Incorporating the ABI GeneScan® Analysis to a RACE-based technique for mapping multiple transcription initiation sites

Abstract

Determination of transcription initiation sites has commonly been performed by primer extension and RNase protection assay using radioactively labeled oligonucleotides. Recently, a protocol based on modified 5′ rapid amplification of cDNA ends (RACE) with the use of fluorescently labeled primer was developed. Here, we describe the use of RACE-based technique in conjunction with the GeneScan® analysis for the determination of transcription initiation sites of genes of interest. The RACE technique is based on the ligation of an adapter to both ends of the cDNAs. The gene of interest was first amplified by PCR using a gene-specific and a 5′ adapter primer. Subsequently, nested PCR was performed using an internal gene-specific primer paired with a fluorescently end-labeled adapter primer. The size of the fluorescently labeled PCR products was directly determined by the ABI PRISM 377 GeneScan® Analyzer.
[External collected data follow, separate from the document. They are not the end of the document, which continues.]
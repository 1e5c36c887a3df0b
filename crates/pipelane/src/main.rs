mod cmd;
mod exit;
mod logging;
mod output;

use clap::Parser;

use crate::cmd::Command;
use crate::logging::{init_logging, LogFormat, LogLevel};
use crate::output::OutputFormat;

#[derive(Parser, Debug)]
#[command(name = "pipelane", version, about = "Request/response messaging over local channels")]
struct Cli {
    /// Output format.
    #[arg(long, value_name = "FORMAT", global = true)]
    format: Option<OutputFormat>,

    /// Log output format (stderr).
    #[arg(long, value_name = "FORMAT", default_value = "text", global = true)]
    log_format: LogFormat,

    /// Minimum log level (stderr).
    #[arg(long, value_name = "LEVEL", default_value = "info", global = true)]
    log_level: LogLevel,

    #[command(subcommand)]
    command: Command,
}

fn main() {
    let cli = Cli::parse();
    init_logging(cli.log_format, cli.log_level);

    let format = cli.format.unwrap_or_else(OutputFormat::default_for_stdout);
    let result = cmd::run(cli.command, format);

    match result {
        Ok(code) => std::process::exit(code),
        Err(err) => {
            eprintln!("error: {err}");
            std::process::exit(err.code);
        }
    }
}
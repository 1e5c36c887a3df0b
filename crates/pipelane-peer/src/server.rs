//! Long-running listener that hands each client to its own handler task.

use std::sync::atomic::{AtomicU64, Ordering};
use std::sync::Arc;

use pipelane_frame::{Binary, Framing};
use pipelane_transport::{ChannelListener, Connection, Endpoint, TransportError};
use tokio::sync::watch;
use tokio::task::JoinHandle;
use tokio_util::sync::CancellationToken;
use tokio_util::task::TaskTracker;
use tracing::{debug, info};

use crate::config::ServerConfig;
use crate::error::{PeerError, Result};
use crate::handler::{ActiveConnection, ConnectionHandler};
use crate::state::{RunState, RunStateCell};
use crate::status::{MessageSink, StatusEvent, StatusSink};

/// Serves one channel: accepts clients one after another on a single
/// listener, delivers what they send, and replies on the most recent
/// connection via [`send`].
///
/// Dropping the server cancels its receive loop.
///
/// [`send`]: PipeServer::send
pub struct PipeServer<F: Framing = Binary> {
    config: ServerConfig,
    state: RunStateCell,
    lifetime: CancellationToken,
    active: Arc<ActiveConnection<F>>,
    handlers: TaskTracker,
    next_session: Arc<AtomicU64>,
}

impl<F: Framing> PipeServer<F> {
    pub fn new() -> Self {
        Self::with_config(ServerConfig::default())
    }

    pub fn with_config(config: ServerConfig) -> Self {
        Self {
            config,
            state: RunStateCell::new(),
            lifetime: CancellationToken::new(),
            active: Arc::new(ActiveConnection::new()),
            handlers: TaskTracker::new(),
            next_session: Arc::new(AtomicU64::new(1)),
        }
    }

    /// Start the receive loop for `channel` as a background task.
    ///
    /// Messages from every client go to `messages`. The task ends with
    /// `Ok(())` when listening fails and with [`PeerError::Cancelled`] when
    /// `cancel` fires or the server is shut down. An invalid channel name
    /// ends it immediately with the transport error.
    pub fn receive(
        &self,
        channel: &str,
        messages: MessageSink<F::Message>,
        status: StatusSink,
        cancel: Option<CancellationToken>,
    ) -> JoinHandle<Result<()>> {
        let endpoint = match Endpoint::for_name(channel, self.config.runtime_dir.as_deref()) {
            Ok(endpoint) => endpoint,
            Err(err) => return tokio::spawn(async move { Err(err.into()) }),
        };

        self.handlers.reopen();
        let receive_loop = ReceiveLoop {
            endpoint,
            config: self.config.clone(),
            state: self.state.clone(),
            lifetime: self.lifetime.clone(),
            cancel: cancel.unwrap_or_default(),
            sessions: self.lifetime.child_token(),
            active: Arc::clone(&self.active),
            handlers: self.handlers.clone(),
            next_session: Arc::clone(&self.next_session),
            messages,
            status,
        };
        tokio::spawn(receive_loop.run())
    }

    /// Reply on the most recent connection, bounded by the send timeout.
    pub async fn send(&self, message: F::Message) -> Result<()> {
        self.active.send(message, self.config.send_timeout).await
    }

    pub fn state(&self) -> RunState {
        self.state.get()
    }

    /// Watch run-state changes.
    pub fn subscribe_state(&self) -> watch::Receiver<RunState> {
        self.state.subscribe()
    }

    /// False once the receive loop has stopped or is stopping.
    pub fn is_running(&self) -> bool {
        self.state.get() != RunState::ShuttingDown
    }

    /// Handler tasks that have not finished yet.
    pub fn active_handlers(&self) -> usize {
        self.handlers.len()
    }

    /// Cancel the receive loop and every handler.
    pub fn shutdown(&self) {
        self.lifetime.cancel();
    }
}

impl<F: Framing> Default for PipeServer<F> {
    fn default() -> Self {
        Self::new()
    }
}

impl<F: Framing> Drop for PipeServer<F> {
    fn drop(&mut self) {
        self.lifetime.cancel();
    }
}

impl<F: Framing> std::fmt::Debug for PipeServer<F> {
    fn fmt(&self, f: &mut std::fmt::Formatter<'_>) -> std::fmt::Result {
        f.debug_struct("PipeServer")
            .field("variant", &F::NAME)
            .field("state", &self.state.get())
            .field("handlers", &self.handlers.len())
            .finish()
    }
}

struct ReceiveLoop<F: Framing> {
    endpoint: Endpoint,
    config: ServerConfig,
    state: RunStateCell,
    lifetime: CancellationToken,
    cancel: CancellationToken,
    sessions: CancellationToken,
    active: Arc<ActiveConnection<F>>,
    handlers: TaskTracker,
    next_session: Arc<AtomicU64>,
    messages: MessageSink<F::Message>,
    status: StatusSink,
}

impl<F: Framing> ReceiveLoop<F> {
    async fn run(self) -> Result<()> {
        let result = self.accept_loop().await;

        self.sessions.cancel();
        self.handlers.close();
        if tokio::time::timeout(self.config.drain_timeout, self.handlers.wait())
            .await
            .is_err()
        {
            self.status.report(StatusEvent::DrainTimedOut {
                remaining: self.handlers.len(),
            });
        }
        debug!(channel = %self.endpoint.name(), "receive loop finished");
        result
    }

    async fn accept_loop(&self) -> Result<()> {
        let channel = self.endpoint.name().to_string();
        let mut listener =
            match ChannelListener::bind(&self.endpoint, self.config.instance_capacity) {
                Ok(listener) => listener,
                Err(err) => {
                    self.fail(err);
                    return Ok(());
                }
            };

        while self.state.get() != RunState::ShuttingDown {
            self.status.report(StatusEvent::AwaitingConnection {
                channel: channel.clone(),
            });

            let accepted = tokio::select! {
                biased;
                _ = self.cancel.cancelled() => None,
                _ = self.lifetime.cancelled() => None,
                accepted = listener.accept() => Some(accepted),
            };

            match accepted {
                None => {
                    self.status.report(StatusEvent::ListenerCancelled);
                    self.state.set(RunState::ShuttingDown);
                    return Err(PeerError::Cancelled);
                }
                Some(Err(err)) => {
                    self.fail(err);
                    return Ok(());
                }
                Some(Ok(conn)) => self.dispatch(conn).await,
            }

            self.status.report(StatusEvent::ListenerClosed);

            tokio::select! {
                biased;
                _ = self.cancel.cancelled() => {}
                _ = self.lifetime.cancelled() => {}
                _ = tokio::time::sleep(self.config.accept_yield) => {}
            }
        }

        Ok(())
    }

    async fn dispatch(&self, conn: Connection) {
        let session = self.next_session.fetch_add(1, Ordering::Relaxed);
        info!(channel = %self.endpoint.name(), session, "client connected");
        self.status
            .report(StatusEvent::ClientConnected { session });

        let handler = ConnectionHandler::<F>::attach(
            session,
            conn,
            &self.active,
            self.messages.clone(),
            self.status.clone(),
            self.sessions.clone(),
            self.state.clone(),
        )
        .await;

        let active = Arc::clone(&self.active);
        self.handlers
            .spawn(async move { handler.run(&active).await });
    }

    fn fail(&self, err: TransportError) {
        self.status.report(StatusEvent::ListenerFailed {
            reason: err.to_string(),
        });
        self.state.set(RunState::ShuttingDown);
    }
}

#[cfg(all(test, unix))]
mod tests {
    use std::path::PathBuf;
    use std::time::Duration;

    use pipelane_frame::{Frame, FrameCodec};

    use super::*;
    use crate::status::{message_channel, status_channel};

    fn temp_runtime_dir(tag: &str) -> PathBuf {
        std::env::temp_dir().join(format!(
            "pl-server-{tag}-{}-{}",
            std::process::id(),
            std::time::SystemTime::now()
                .duration_since(std::time::UNIX_EPOCH)
                .expect("time should be after epoch")
                .as_nanos()
        ))
    }

    fn server_in(dir: &std::path::Path) -> PipeServer<Binary> {
        PipeServer::with_config(ServerConfig {
            drain_timeout: Duration::from_secs(1),
            runtime_dir: Some(dir.to_path_buf()),
            ..ServerConfig::default()
        })
    }

    async fn wait_for_state(rx: &mut watch::Receiver<RunState>, wanted: RunState) {
        tokio::time::timeout(Duration::from_secs(2), rx.wait_for(|state| *state == wanted))
            .await
            .expect("state should change in time")
            .expect("state sender alive");
    }

    #[tokio::test]
    async fn cancellation_ends_loop_with_cancelled() {
        let dir = temp_runtime_dir("cancel");
        let server = server_in(&dir);
        let (status, mut events) = status_channel();
        let cancel = CancellationToken::new();

        let task = server.receive("svc", message_channel().0, status, Some(cancel.clone()));
        // Wait until the instance is listening before cancelling.
        loop {
            match events.recv().await {
                Some(StatusEvent::AwaitingConnection { .. }) => break,
                Some(_) => continue,
                None => panic!("status stream closed early"),
            }
        }
        cancel.cancel();

        let err = task.await.unwrap().unwrap_err();
        assert!(err.is_cancelled());
        assert_eq!(server.state(), RunState::ShuttingDown);
        assert!(!server.is_running());
        assert!(events.drain().contains(&StatusEvent::ListenerCancelled));
        let _ = std::fs::remove_dir_all(&dir);
    }

    #[tokio::test]
    async fn shutdown_stops_loop() {
        let dir = temp_runtime_dir("shutdown");
        let server = server_in(&dir);
        let mut state = server.subscribe_state();

        let task = server.receive("svc", message_channel().0, StatusSink::log_only(), None);
        tokio::time::sleep(Duration::from_millis(20)).await;
        server.shutdown();

        wait_for_state(&mut state, RunState::ShuttingDown).await;
        assert!(task.await.unwrap().unwrap_err().is_cancelled());
        let _ = std::fs::remove_dir_all(&dir);
    }

    #[tokio::test]
    async fn invalid_channel_fails_task() {
        let server = PipeServer::<Binary>::new();
        let err = server
            .receive("", message_channel().0, StatusSink::log_only(), None)
            .await
            .unwrap()
            .unwrap_err();
        assert!(matches!(err, PeerError::Transport(_)));
    }

    #[tokio::test]
    async fn receives_and_replies() {
        let dir = temp_runtime_dir("reply");
        let server = server_in(&dir);
        let (messages, mut inbox) = message_channel();
        let mut state = server.subscribe_state();
        let task = server.receive("svc", messages, StatusSink::log_only(), None);

        let endpoint = Endpoint::for_name("svc", Some(&dir)).unwrap();
        let conn = pipelane_transport::connect(&endpoint, Duration::from_secs(1))
            .await
            .unwrap();
        let mut client = tokio_util::codec::Framed::new(conn, FrameCodec::new());
        futures_util::SinkExt::send(&mut client, Frame::new(1, &b"hi"[..]))
            .await
            .unwrap();

        assert_eq!(inbox.recv().await, Some(Frame::new(1, &b"hi"[..])));
        wait_for_state(&mut state, RunState::Connected).await;
        assert_eq!(server.active_handlers(), 1);

        server.send(Frame::new(2, &b"there"[..])).await.unwrap();
        let reply = futures_util::StreamExt::next(&mut client)
            .await
            .unwrap()
            .unwrap();
        assert_eq!(reply, Frame::new(2, &b"there"[..]));

        drop(client);
        wait_for_state(&mut state, RunState::Listening).await;
        assert!(matches!(
            server.send(Frame::new(3, &b"late"[..])).await,
            Err(PeerError::NoActiveConnection)
        ));

        server.shutdown();
        assert!(task.await.unwrap().is_err());
        assert_eq!(server.active_handlers(), 0);
        let _ = std::fs::remove_dir_all(&dir);
    }
}
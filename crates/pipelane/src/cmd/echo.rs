use pipelane_frame::{Binary, Framing, Text};
use pipelane_peer::{message_channel, status_channel, PipeServer, ServerConfig};
use tokio_util::sync::CancellationToken;
use tracing::{info, warn};

use crate::cmd::{build_runtime, install_ctrlc_handler, note_status, receive_loop_code, EchoArgs};
use crate::exit::CliResult;

pub fn run(args: EchoArgs) -> CliResult<i32> {
    let cancel = CancellationToken::new();
    install_ctrlc_handler(cancel.clone())?;

    let runtime = build_runtime()?;
    if args.endpoint.text {
        runtime.block_on(echo::<Text>(&args, cancel))
    } else {
        runtime.block_on(echo::<Binary>(&args, cancel))
    }
}

async fn echo<F: Framing>(args: &EchoArgs, cancel: CancellationToken) -> CliResult<i32> {
    let server = PipeServer::<F>::with_config(ServerConfig {
        runtime_dir: args.endpoint.runtime_dir.clone(),
        ..ServerConfig::default()
    });
    let (messages, mut inbox) = message_channel();
    let (status, mut events) = status_channel();
    let mut task = server.receive(&args.endpoint.channel, messages, status, Some(cancel));

    let mut failure = None;

    let result = loop {
        tokio::select! {
            Some(message) = inbox.recv() => {
                info!(channel = %args.endpoint.channel, size = F::wire_len(&message), "echoing message");
                if let Err(err) = server.send(message).await {
                    warn!(error = %err, "echo send failed");
                }
            }
            Some(event) = events.recv() => note_status(&event, &mut failure),
            result = &mut task => break result,
        }
    };

    for event in events.drain() {
        note_status(&event, &mut failure);
    }
    receive_loop_code(result, failure)
}
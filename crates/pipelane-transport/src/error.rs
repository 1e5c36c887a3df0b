use std::path::PathBuf;
use std::time::Duration;

/// Errors that can occur in channel transport operations.
#[derive(Debug, thiserror::Error)]
pub enum TransportError {
    /// The channel name cannot be mapped to an endpoint.
    #[error("invalid channel name {name:?}: {reason}")]
    InvalidName { name: String, reason: &'static str },

    /// Failed to create a listening instance for the endpoint.
    #[error("failed to bind to {path}: {source}")]
    Bind {
        path: PathBuf,
        source: std::io::Error,
    },

    /// Failed to connect to the endpoint for a reason other than absence.
    #[error("failed to connect to {path}: {source}")]
    Connect {
        path: PathBuf,
        source: std::io::Error,
    },

    /// No listener accepted the connection within the attempt window.
    #[error("timed out connecting to {path} after {timeout:?}")]
    ConnectTimeout { path: PathBuf, timeout: Duration },

    /// Failed to accept an incoming connection.
    #[error("failed to accept connection: {0}")]
    Accept(std::io::Error),

    /// An I/O error occurred on the transport stream.
    #[error("transport I/O error: {0}")]
    Io(#[from] std::io::Error),

    /// The socket path is too long for the platform.
    #[error("socket path too long ({len} bytes, max {max}): {path}")]
    PathTooLong {
        path: PathBuf,
        len: usize,
        max: usize,
    },
}

impl TransportError {
    /// True for failures that only concern the timing of a connect attempt.
    pub fn is_timeout(&self) -> bool {
        matches!(self, TransportError::ConnectTimeout { .. })
    }
}

pub type Result<T> = std::result::Result<T, TransportError>;
use clap::ValueEnum;
use tracing::level_filters::LevelFilter;

#[derive(Copy, Clone, Debug, ValueEnum)]
pub enum LogFormat {
    Text,
    Json,
}

#[derive(Copy, Clone, Debug, PartialEq, Eq, ValueEnum)]
pub enum LogLevel {
    Error,
    Warn,
    Info,
    Debug,
    Trace,
}

impl From<LogLevel> for LevelFilter {
    fn from(level: LogLevel) -> Self {
        match level {
            LogLevel::Error => LevelFilter::ERROR,
            LogLevel::Warn => LevelFilter::WARN,
            LogLevel::Info => LevelFilter::INFO,
            LogLevel::Debug => LevelFilter::DEBUG,
            LogLevel::Trace => LevelFilter::TRACE,
        }
    }
}

/// Install the stderr subscriber. Library targets are shown at debug and
/// below, where events from the transport and peer layers interleave.
pub fn init_logging(format: LogFormat, level: LogLevel) {
    let verbose = matches!(level, LogLevel::Debug | LogLevel::Trace);
    let builder = tracing_subscriber::fmt()
        .with_writer(std::io::stderr)
        .with_max_level(LevelFilter::from(level))
        .with_ansi(false)
        .with_target(verbose);

    match format {
        LogFormat::Text => {
            let _ = builder.try_init();
        }
        LogFormat::Json => {
            let _ = builder.json().try_init();
        }
    }
}

#[cfg(test)]
mod tests {
    use super::*;

    #[test]
    fn levels_map_to_filters() {
        assert_eq!(LevelFilter::from(LogLevel::Warn), LevelFilter::WARN);
        assert_eq!(LevelFilter::from(LogLevel::Trace), LevelFilter::TRACE);
    }
}
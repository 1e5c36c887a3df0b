use std::sync::Arc;
use std::time::Duration;

use futures_util::{SinkExt, StreamExt};
use pipelane_frame::Framing;
use pipelane_transport::Connection;
use tokio::io::{ReadHalf, WriteHalf};
use tokio::sync::Mutex;
use tokio_util::codec::{FramedRead, FramedWrite};
use tokio_util::sync::CancellationToken;
use tracing::debug;

use crate::error::{PeerError, Result};
use crate::state::{RunState, RunStateCell};
use crate::status::{MessageSink, StatusEvent, StatusSink};

type Reader<F> = FramedRead<ReadHalf<Connection>, <F as Framing>::Codec>;
type Writer<F> = FramedWrite<WriteHalf<Connection>, <F as Framing>::Codec>;

struct ActiveWriter<F: Framing> {
    session: u64,
    sink: Arc<Mutex<Writer<F>>>,
}

/// The write half of the connection `send` currently targets.
///
/// Handlers install their writer on accept and remove it on exit, but only
/// while it is still theirs: a newer connection may have replaced it.
/// The slot lock is only held to swap writers; a write holds the lock of
/// its own session's writer, so a slow reply never blocks a new install.
pub(crate) struct ActiveConnection<F: Framing> {
    slot: Mutex<Option<ActiveWriter<F>>>,
}

impl<F: Framing> ActiveConnection<F> {
    pub(crate) fn new() -> Self {
        Self {
            slot: Mutex::new(None),
        }
    }

    /// Make `sink` the reply target. Returns the session it displaced.
    async fn install(&self, session: u64, sink: Writer<F>) -> Option<u64> {
        let previous = self.slot.lock().await.replace(ActiveWriter {
            session,
            sink: Arc::new(Mutex::new(sink)),
        });
        previous.map(|active| active.session)
    }

    /// Drop the writer if it still belongs to `session`.
    async fn release(&self, session: u64) -> bool {
        let mut slot = self.slot.lock().await;
        if slot.as_ref().is_some_and(|active| active.session == session) {
            *slot = None;
            return true;
        }
        false
    }

    pub(crate) async fn send(&self, message: F::Message, timeout: Duration) -> Result<()> {
        let sink = self
            .slot
            .lock()
            .await
            .as_ref()
            .map(|active| Arc::clone(&active.sink))
            .ok_or(PeerError::NoActiveConnection)?;

        let write = async move { sink.lock().await.send(message).await };
        match tokio::time::timeout(timeout, write).await {
            Ok(result) => result.map_err(PeerError::from),
            Err(_) => Err(PeerError::Timeout(timeout)),
        }
    }

    #[cfg(test)]
    pub(crate) async fn session(&self) -> Option<u64> {
        self.slot.lock().await.as_ref().map(|active| active.session)
    }

    #[cfg(test)]
    async fn writer(&self) -> Option<Arc<Mutex<Writer<F>>>> {
        self.slot
            .lock()
            .await
            .as_ref()
            .map(|active| Arc::clone(&active.sink))
    }
}

/// Owns one accepted connection for its whole life.
pub(crate) struct ConnectionHandler<F: Framing> {
    session: u64,
    reader: Reader<F>,
    messages: MessageSink<F::Message>,
    status: StatusSink,
    shutdown: CancellationToken,
    state: RunStateCell,
}

impl<F: Framing> ConnectionHandler<F> {
    /// Split `conn`, publish its write half as the reply target and build
    /// the handler that reads from it.
    pub(crate) async fn attach(
        session: u64,
        conn: Connection,
        active: &ActiveConnection<F>,
        messages: MessageSink<F::Message>,
        status: StatusSink,
        shutdown: CancellationToken,
        state: RunStateCell,
    ) -> Self {
        let (read, write) = tokio::io::split(conn);
        let reader = FramedRead::with_capacity(read, F::Codec::default(), F::READ_BUFFER_SIZE);
        let writer = FramedWrite::new(write, F::Codec::default());

        if let Some(previous) = active.install(session, writer).await {
            debug!(session, previous, "newer connection replaced reply target");
        }
        state.set(RunState::Connected);

        Self {
            session,
            reader,
            messages,
            status,
            shutdown,
            state,
        }
    }

    /// Read and deliver messages until the connection ends or the server
    /// shuts down, then release the connection.
    pub(crate) async fn run(mut self, active: &ActiveConnection<F>) {
        let session = self.session;

        let reason = loop {
            let next = tokio::select! {
                biased;
                _ = self.shutdown.cancelled() => break "server shutting down".to_string(),
                next = self.reader.next() => next,
            };

            match next {
                Some(Ok(message)) => {
                    self.status.report(StatusEvent::MessageReceived {
                        session,
                        bytes: F::wire_len(&message),
                    });
                    if !self.messages.deliver(message) {
                        debug!(session, "message receiver dropped; discarding");
                    }
                }
                Some(Err(err)) => break err.to_string(),
                None => break "connection closed by peer".to_string(),
            }
        };

        self.status
            .report(StatusEvent::ConnectionEnded { session, reason });

        if active.release(session).await {
            self.state
                .transition(RunState::Connected, RunState::Listening);
        }
        debug!(session, "handler finished");
    }
}
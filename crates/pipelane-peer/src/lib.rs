//! Request/response peers for pipelane channels.
//!
//! A [`PipeServer`] listens on a channel and hands every client to its own
//! handler task; replies go to the most recent client. The client side runs
//! one-shot transactions with bounded, retried connects via [`transact`].
//! Both report progress as [`StatusEvent`]s.

pub mod client;
pub mod config;
pub mod error;
mod handler;
pub mod server;
pub mod state;
pub mod status;

pub use client::{send_and_receive, spawn_transaction, transact, TransactionOutcome};
pub use config::{
    ClientConfig, ServerConfig, DEFAULT_ACCEPT_YIELD, DEFAULT_CONNECT_RETRIES,
    DEFAULT_CONNECT_TIMEOUT, DEFAULT_DRAIN_TIMEOUT, DEFAULT_INSTANCE_CAPACITY,
    DEFAULT_OPERATION_TIMEOUT, DEFAULT_SEND_TIMEOUT,
};
pub use error::{PeerError, Result};
pub use server::PipeServer;
pub use state::RunState;
pub use status::{message_channel, status_channel, EventStream, MessageSink, StatusEvent, StatusSink};
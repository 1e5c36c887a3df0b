use pipelane_frame::{Binary, Framing, Text};
use pipelane_peer::{message_channel, status_channel, PipeServer, ServerConfig};
use tokio_util::sync::CancellationToken;

use crate::cmd::{build_runtime, install_ctrlc_handler, note_status, receive_loop_code, ListenArgs};
use crate::exit::CliResult;
use crate::output::{OutputFormat, Render};

pub fn run(args: ListenArgs, format: OutputFormat) -> CliResult<i32> {
    let cancel = CancellationToken::new();
    install_ctrlc_handler(cancel.clone())?;

    let runtime = build_runtime()?;
    if args.endpoint.text {
        runtime.block_on(listen::<Text>(&args, format, cancel))
    } else {
        runtime.block_on(listen::<Binary>(&args, format, cancel))
    }
}

async fn listen<F>(args: &ListenArgs, format: OutputFormat, cancel: CancellationToken) -> CliResult<i32>
where
    F: Framing,
    F::Message: Render,
{
    let server = PipeServer::<F>::with_config(ServerConfig {
        runtime_dir: args.endpoint.runtime_dir.clone(),
        ..ServerConfig::default()
    });
    let (messages, mut inbox) = message_channel();
    let (status, mut events) = status_channel();
    let mut task = server.receive(&args.endpoint.channel, messages, status, Some(cancel.clone()));

    let mut printed = 0usize;
    let mut failure = None;

    let result = loop {
        tokio::select! {
            Some(message) = inbox.recv() => {
                message.render(&args.endpoint.channel, format);
                printed = printed.saturating_add(1);
                if args.count.is_some_and(|count| printed >= count) {
                    cancel.cancel();
                }
            }
            Some(event) = events.recv() => note_status(&event, &mut failure),
            result = &mut task => break result,
        }
    };

    for event in events.drain() {
        note_status(&event, &mut failure);
    }
    receive_loop_code(result, failure)
}
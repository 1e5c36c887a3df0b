//! Best-effort lookup of currently open channels.
//!
//! Nothing here is part of the protocol: every failure is logged at debug
//! level and treated as "nothing found".

use std::path::Path;

use tracing::debug;

/// Names of the channels currently visible to this user.
pub fn list_channels(runtime_dir: Option<&Path>) -> Vec<String> {
    match scan(runtime_dir) {
        Ok(mut names) => {
            names.sort();
            names
        }
        Err(err) => {
            debug!(error = %err, "channel discovery failed");
            Vec::new()
        }
    }
}

/// First open channel whose name contains `partial`.
pub fn find_channel(partial: &str, runtime_dir: Option<&Path>) -> Option<String> {
    list_channels(runtime_dir)
        .into_iter()
        .find(|name| name.contains(partial))
}

#[cfg(unix)]
fn scan(runtime_dir: Option<&Path>) -> std::io::Result<Vec<String>> {
    use std::os::unix::fs::FileTypeExt;

    use crate::name::{default_runtime_dir, Endpoint};

    let dir = runtime_dir
        .map(Path::to_path_buf)
        .unwrap_or_else(default_runtime_dir);

    let mut names = Vec::new();
    for entry in std::fs::read_dir(&dir)? {
        let entry = entry?;
        if !entry.file_type()?.is_socket() {
            continue;
        }
        if let Some(name) = Endpoint::channel_from_file_name(&entry.file_name()) {
            names.push(name);
        }
    }
    Ok(names)
}

#[cfg(windows)]
fn scan(_runtime_dir: Option<&Path>) -> std::io::Result<Vec<String>> {
    let mut names = Vec::new();
    for entry in std::fs::read_dir(r"\\.\pipe\")? {
        let entry = entry?;
        if let Some(name) = entry.file_name().to_str() {
            names.push(name.to_owned());
        }
    }
    Ok(names)
}

#[cfg(all(test, unix))]
mod tests {
    use std::path::PathBuf;

    use super::*;
    use crate::name::Endpoint;
    use crate::uds::UnixDomainSocket;

    fn temp_runtime_dir(tag: &str) -> PathBuf {
        std::env::temp_dir().join(format!(
            "pl-find-{tag}-{}-{}",
            std::process::id(),
            std::time::SystemTime::now()
                .duration_since(std::time::UNIX_EPOCH)
                .expect("time should be after epoch")
                .as_nanos()
        ))
    }

    #[tokio::test]
    async fn finds_live_channel_by_partial_name() {
        let dir = temp_runtime_dir("live");
        let endpoint = Endpoint::for_name("status-feed", Some(&dir)).unwrap();
        let _listener = UnixDomainSocket::bind(&endpoint, 10).unwrap();
        std::fs::write(dir.join("notes.sock.txt"), b"not a socket").unwrap();

        assert_eq!(
            find_channel("feed", Some(&dir)),
            Some("status-feed".to_string())
        );
        assert_eq!(find_channel("missing", Some(&dir)), None);
        assert_eq!(list_channels(Some(&dir)), vec!["status-feed".to_string()]);

        drop(_listener);
        let _ = std::fs::remove_dir_all(&dir);
    }

    #[test]
    fn missing_directory_yields_nothing() {
        let dir = temp_runtime_dir("missing");
        assert!(list_channels(Some(&dir)).is_empty());
        assert_eq!(find_channel("", Some(&dir)), None);
    }
}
This novel approach provides an accurate, sensitive, and convenient method for mapping transcription initiation sites, especially for genes with multiple transcription initiation sites, for genes expressed at low levels, and for splice variants that display alternative splicing farther than a few hundred nucleotides downstream from the transcription initiation site. This article describes the application of this new method in the mapping of transcription initiation sites of two splice variants of rat frizzled related protein transcripts.